> EXERCISE REQUIREMENTS
Across the listing below, count the lines containing "crate". Give nothing but the number.

> RECORDED DATA
▬▬▬▬▬▬▬▬▬▬

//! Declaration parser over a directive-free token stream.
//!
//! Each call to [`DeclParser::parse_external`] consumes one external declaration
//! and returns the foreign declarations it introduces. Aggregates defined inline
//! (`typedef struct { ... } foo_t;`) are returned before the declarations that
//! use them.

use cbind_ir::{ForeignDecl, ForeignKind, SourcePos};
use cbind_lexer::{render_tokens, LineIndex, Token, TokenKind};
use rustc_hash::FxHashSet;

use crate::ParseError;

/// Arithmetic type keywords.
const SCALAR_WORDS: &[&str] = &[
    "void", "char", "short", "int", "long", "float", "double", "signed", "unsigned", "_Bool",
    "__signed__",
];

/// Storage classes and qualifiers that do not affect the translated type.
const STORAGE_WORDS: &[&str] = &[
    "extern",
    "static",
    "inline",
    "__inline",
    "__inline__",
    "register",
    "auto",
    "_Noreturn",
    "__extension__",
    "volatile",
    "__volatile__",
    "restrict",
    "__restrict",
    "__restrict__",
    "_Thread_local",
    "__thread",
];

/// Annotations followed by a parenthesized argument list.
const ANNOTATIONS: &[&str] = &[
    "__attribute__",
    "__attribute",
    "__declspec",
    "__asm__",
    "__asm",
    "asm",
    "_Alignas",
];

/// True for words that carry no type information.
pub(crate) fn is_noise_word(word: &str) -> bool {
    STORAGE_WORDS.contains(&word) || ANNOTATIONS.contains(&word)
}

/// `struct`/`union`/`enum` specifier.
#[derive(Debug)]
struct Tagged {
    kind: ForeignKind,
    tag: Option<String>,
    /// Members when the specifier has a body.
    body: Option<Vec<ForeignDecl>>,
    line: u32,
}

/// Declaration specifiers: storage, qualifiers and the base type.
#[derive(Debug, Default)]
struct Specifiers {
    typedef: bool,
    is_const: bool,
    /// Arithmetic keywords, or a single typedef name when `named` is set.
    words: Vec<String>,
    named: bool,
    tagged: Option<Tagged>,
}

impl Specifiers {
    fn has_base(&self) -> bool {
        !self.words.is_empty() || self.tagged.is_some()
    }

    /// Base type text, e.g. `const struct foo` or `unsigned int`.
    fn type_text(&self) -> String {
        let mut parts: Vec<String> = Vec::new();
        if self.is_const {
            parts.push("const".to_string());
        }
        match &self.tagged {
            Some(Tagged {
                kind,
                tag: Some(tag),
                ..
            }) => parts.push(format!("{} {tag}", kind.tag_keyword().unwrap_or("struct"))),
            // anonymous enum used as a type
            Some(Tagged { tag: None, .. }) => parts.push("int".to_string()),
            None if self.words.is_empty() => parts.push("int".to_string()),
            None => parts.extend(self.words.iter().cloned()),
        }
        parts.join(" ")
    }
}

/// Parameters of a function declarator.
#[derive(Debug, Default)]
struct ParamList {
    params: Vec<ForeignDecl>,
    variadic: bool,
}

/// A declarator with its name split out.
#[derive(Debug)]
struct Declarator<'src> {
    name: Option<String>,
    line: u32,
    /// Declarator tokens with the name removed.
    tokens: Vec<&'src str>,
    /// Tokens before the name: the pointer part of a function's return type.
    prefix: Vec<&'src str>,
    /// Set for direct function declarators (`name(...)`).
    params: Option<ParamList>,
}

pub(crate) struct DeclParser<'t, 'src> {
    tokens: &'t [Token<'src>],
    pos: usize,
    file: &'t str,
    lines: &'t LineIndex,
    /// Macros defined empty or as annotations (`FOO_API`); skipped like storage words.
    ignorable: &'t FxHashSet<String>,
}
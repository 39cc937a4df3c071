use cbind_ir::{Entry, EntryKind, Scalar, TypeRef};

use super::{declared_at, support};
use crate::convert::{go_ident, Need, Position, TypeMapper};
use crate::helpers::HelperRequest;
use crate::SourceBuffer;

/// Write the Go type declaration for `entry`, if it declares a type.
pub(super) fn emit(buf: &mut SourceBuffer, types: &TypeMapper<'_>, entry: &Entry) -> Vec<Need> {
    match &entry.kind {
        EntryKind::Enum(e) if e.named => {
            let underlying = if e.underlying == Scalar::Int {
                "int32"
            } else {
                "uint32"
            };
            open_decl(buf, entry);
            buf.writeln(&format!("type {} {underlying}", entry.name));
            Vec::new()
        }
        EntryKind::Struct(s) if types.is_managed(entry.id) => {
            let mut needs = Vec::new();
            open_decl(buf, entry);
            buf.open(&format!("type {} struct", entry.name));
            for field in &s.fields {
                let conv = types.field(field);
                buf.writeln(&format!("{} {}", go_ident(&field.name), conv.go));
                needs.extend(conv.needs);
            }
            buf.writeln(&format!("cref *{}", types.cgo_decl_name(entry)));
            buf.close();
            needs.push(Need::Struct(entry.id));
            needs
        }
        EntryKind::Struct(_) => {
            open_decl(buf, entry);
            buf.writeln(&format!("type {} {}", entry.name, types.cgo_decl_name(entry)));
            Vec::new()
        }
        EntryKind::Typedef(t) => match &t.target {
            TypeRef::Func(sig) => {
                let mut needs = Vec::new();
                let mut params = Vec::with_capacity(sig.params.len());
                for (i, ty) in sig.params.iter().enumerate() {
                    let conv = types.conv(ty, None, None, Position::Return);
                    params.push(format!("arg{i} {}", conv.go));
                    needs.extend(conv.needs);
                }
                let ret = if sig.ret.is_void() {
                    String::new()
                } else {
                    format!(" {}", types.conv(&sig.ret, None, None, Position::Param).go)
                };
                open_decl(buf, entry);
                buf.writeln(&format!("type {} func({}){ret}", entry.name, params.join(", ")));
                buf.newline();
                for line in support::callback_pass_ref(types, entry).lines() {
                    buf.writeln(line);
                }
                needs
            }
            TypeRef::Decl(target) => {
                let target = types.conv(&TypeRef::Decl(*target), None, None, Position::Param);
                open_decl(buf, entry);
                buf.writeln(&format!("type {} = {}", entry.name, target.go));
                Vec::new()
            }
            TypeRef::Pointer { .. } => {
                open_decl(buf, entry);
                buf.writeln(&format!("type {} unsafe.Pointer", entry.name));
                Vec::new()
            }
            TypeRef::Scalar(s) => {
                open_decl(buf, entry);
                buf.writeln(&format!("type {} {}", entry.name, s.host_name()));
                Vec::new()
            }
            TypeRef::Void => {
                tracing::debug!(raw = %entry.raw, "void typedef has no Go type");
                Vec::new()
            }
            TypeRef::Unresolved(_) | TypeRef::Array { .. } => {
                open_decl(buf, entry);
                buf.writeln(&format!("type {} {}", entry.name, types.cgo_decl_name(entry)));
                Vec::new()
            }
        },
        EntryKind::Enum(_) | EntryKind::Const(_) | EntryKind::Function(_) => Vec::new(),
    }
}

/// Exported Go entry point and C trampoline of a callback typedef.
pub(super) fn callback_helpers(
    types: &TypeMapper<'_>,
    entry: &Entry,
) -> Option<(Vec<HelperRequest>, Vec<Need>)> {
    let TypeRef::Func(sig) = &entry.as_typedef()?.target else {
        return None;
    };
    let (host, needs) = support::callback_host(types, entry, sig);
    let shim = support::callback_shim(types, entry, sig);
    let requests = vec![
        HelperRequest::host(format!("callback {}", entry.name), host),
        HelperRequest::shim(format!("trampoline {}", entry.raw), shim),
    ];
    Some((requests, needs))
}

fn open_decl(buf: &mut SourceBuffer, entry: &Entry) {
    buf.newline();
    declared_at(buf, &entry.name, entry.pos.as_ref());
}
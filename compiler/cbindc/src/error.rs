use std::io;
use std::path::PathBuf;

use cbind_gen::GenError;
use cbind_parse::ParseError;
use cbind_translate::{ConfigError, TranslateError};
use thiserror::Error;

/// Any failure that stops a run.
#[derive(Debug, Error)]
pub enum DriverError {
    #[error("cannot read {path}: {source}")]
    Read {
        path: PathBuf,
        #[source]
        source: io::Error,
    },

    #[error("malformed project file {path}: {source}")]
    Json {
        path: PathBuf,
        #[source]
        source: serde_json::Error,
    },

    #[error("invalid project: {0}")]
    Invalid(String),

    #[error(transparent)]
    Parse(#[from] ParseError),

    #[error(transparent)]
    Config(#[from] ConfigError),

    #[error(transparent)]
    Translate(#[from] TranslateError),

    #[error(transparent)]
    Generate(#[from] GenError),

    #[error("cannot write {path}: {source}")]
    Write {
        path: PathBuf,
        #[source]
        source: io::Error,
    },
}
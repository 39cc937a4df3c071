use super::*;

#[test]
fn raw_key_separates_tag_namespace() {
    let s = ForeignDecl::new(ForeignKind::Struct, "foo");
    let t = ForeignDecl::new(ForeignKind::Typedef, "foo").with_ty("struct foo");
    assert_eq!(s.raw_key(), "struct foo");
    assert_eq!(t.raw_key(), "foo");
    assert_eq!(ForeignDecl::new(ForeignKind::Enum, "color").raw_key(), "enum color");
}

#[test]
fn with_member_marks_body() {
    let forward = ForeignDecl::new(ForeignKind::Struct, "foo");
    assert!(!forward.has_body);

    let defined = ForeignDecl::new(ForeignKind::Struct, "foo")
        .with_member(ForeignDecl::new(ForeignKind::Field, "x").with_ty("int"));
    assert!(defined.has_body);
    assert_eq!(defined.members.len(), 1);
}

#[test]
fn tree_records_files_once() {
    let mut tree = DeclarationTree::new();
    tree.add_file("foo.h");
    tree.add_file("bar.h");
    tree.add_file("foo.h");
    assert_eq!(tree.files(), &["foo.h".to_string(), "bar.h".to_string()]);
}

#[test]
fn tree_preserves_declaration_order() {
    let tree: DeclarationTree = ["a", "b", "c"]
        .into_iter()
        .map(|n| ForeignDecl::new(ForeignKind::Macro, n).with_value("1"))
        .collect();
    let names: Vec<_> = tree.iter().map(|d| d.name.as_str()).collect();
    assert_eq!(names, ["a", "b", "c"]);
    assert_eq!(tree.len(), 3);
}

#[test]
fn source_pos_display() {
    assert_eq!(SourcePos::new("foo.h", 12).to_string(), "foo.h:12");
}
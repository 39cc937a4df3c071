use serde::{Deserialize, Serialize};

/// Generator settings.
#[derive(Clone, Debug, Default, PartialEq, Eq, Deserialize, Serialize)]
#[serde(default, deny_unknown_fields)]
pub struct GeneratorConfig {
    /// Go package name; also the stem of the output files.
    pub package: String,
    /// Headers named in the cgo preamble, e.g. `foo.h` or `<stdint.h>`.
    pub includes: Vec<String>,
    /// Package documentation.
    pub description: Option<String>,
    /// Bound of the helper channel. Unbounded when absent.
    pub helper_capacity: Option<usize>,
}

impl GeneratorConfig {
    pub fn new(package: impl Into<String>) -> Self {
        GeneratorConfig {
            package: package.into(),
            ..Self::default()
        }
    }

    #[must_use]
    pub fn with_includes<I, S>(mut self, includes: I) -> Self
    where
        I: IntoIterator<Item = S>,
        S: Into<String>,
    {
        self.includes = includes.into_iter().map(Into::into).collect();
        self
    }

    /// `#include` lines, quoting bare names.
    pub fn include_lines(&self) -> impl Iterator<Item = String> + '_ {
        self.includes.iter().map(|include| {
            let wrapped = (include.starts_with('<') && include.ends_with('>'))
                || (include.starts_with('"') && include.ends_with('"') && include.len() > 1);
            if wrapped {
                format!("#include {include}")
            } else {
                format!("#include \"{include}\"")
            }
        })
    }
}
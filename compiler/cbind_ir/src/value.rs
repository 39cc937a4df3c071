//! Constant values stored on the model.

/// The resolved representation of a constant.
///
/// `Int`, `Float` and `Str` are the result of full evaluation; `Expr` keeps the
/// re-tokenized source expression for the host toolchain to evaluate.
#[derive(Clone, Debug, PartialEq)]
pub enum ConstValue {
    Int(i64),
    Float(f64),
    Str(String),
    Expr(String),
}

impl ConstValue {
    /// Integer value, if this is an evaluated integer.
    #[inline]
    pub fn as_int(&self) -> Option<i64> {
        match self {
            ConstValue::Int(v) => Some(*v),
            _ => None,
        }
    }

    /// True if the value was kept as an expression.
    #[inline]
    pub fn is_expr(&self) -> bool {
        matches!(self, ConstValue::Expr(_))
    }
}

▬▬▬▬▬▬▬▬▬▬

> FINISHED TASK
6